According to retail experts who spoke to Retail Brew, Amazon’s strategy is seen as experimental, focusing on urban densification and smaller baskets. While CVS’s approach is viewed as strategic, aiming to profit from urban convenience and beauty products at a time when the traditional drugstore model is under pressure.
Jason Goldberg, chief commerce strategy officer at Publicis Groupe, told Retail Brew that Amazon wants to solve a different problem with these smaller stores than its other big stores: “I think Amazon is experimenting because they want to find some new model that helps them grow where [customers] are.”
“These New York stores, for the most part, feel more like the Amazon Fresh stores in Chicago that they’re continuing to evolve. They’re trying to figure out a model that works for winning grocery,” Goldberg added.
Separately, Bryan Gildenberg, founder and CEO of commerce consultancy Confluence Commerce, said Amazon is throwing a bunch of strategies at the wall to see what sticks. “It’s not like Amazon has this sorted out and they’re like, ‘Wow…we really nailed big stores. We’re going to try small ones,’” Gildenberg said. “Their strategy is about urban densification, but that urban densification will be a combination for them—physical stores, and then their increasing ability to do their standard e-commerce office in more densely populated areas with smaller baskets.”
However, within grocery, smaller-format stores (less than 30,000 square feet) saw a 3.2% rise in foot traffic, outpacing larger stores significantly as per data from Placer.ai. Perhaps Amazon is onto something.
Death by pharmacy: CVS’s focus on smaller format stores is purely “out of desperation,” Goldberg said.
“Pharmacies are in this business where the business model has changed, and it's putting them out of business, and they’re all trying to reinvent a way to survive,” he said.
CVS is dramatically shrinking its footprint, planning to close 270 stores in 2025 after already shuttering 800 locations over the past three years as part of its 2021 downsizing strategy.
“So if you’re CVS and you go—’All right, our traditional model is not working. Maybe there’s a business for a smaller store that’s more cost effective, that can pay less people to work in, that has less inventory costs,’” Goldberg said.

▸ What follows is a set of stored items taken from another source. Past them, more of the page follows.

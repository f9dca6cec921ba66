//! Index file rendering.

use crate::{
    classify::ExportKind,
    component::ComponentDescriptor,
    config::{ExportStyle, ModuleExtension},
    scanner::ScanResult,
};

/// Renders the content of one index file.
///
/// Components are sorted by name for [`ExportStyle::Named`] and by relative
/// path for [`ExportStyle::Reexport`]. Lines are joined with `\n` and the
/// text has no trailing newline. The module extension only names the index
/// file, so it does not change the output.
///
/// # Examples
///
/// ```
/// use barrel_gen::{render_index, ComponentDescriptor, ExportKind, ExportStyle, ModuleExtension};
/// use std::path::PathBuf;
///
/// let card = ComponentDescriptor::new(
///     PathBuf::from("ui"),
///     PathBuf::from("ui/calendar-card.jsx"),
///     "calendar-card.jsx",
///     "CalendarCard".to_string(),
///     ExportKind::Default,
/// );
///
/// let text = render_index(&[card], ExportStyle::Named, ModuleExtension::Ts);
/// assert_eq!(text, "export { default as CalendarCard } from './calendar-card'");
/// ```
#[must_use]
pub fn render_index(
    components: &[ComponentDescriptor],
    style: ExportStyle,
    _module_extension: ModuleExtension,
) -> String {
    let mut sorted: Vec<&ComponentDescriptor> = components.iter().collect();
    match style {
        ExportStyle::Named => sorted.sort_by(|a, b| a.component_name.cmp(&b.component_name)),
        ExportStyle::Reexport => sorted.sort_by(|a, b| a.relative_path.cmp(&b.relative_path)),
    }

    sorted
        .into_iter()
        .map(|component| export_line(component, style))
        .collect::<Vec<_>>()
        .join("\n")
}

fn export_line(component: &ComponentDescriptor, style: ExportStyle) -> String {
    let specifier = component.module_specifier();
    match (style, component.export_kind) {
        (ExportStyle::Named, ExportKind::Default) => format!(
            "export {{ default as {} }} from '{}'",
            component.component_name, specifier
        ),
        (ExportStyle::Named, ExportKind::Named | ExportKind::Unknown) => format!(
            "export {{ {} }} from '{}'",
            component.component_name, specifier
        ),
        (ExportStyle::Reexport, _) => format!("export * from '{specifier}'"),
    }
}

/// Renders every non-empty root and joins the blocks with a blank line.
///
/// Roots appear in scan order; roots without components are left out.
#[must_use]
pub fn render_preview(
    scan: &ScanResult,
    style: ExportStyle,
    module_extension: ModuleExtension,
) -> String {
    scan.iter()
        .filter(|entry| !entry.components.is_empty())
        .map(|entry| render_index(&entry.components, style, module_extension))
        .collect::<Vec<_>>()
        .join("\n\n")
}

However, Gildenberg added, while the economics of running a pharmacy business are under pressure, store expansion in urban centers makes sense: “The one place where you can make money running drugstores [is] in the city, because they’re a combination of a healthcare store and a convenience store.”
“Most of the money that the drugstores make in urban markets [is] because their pharmacy business, which is the disproportionate share of their volume in suburban and more rural markets, is basically breakeven,” he said.
Ultimately, there is potentially merit in the argument that small formats continue to hold some value in that urban densification market. And Amazon in particular wants to grow and experiment within this format that it’s not succeeded in yet.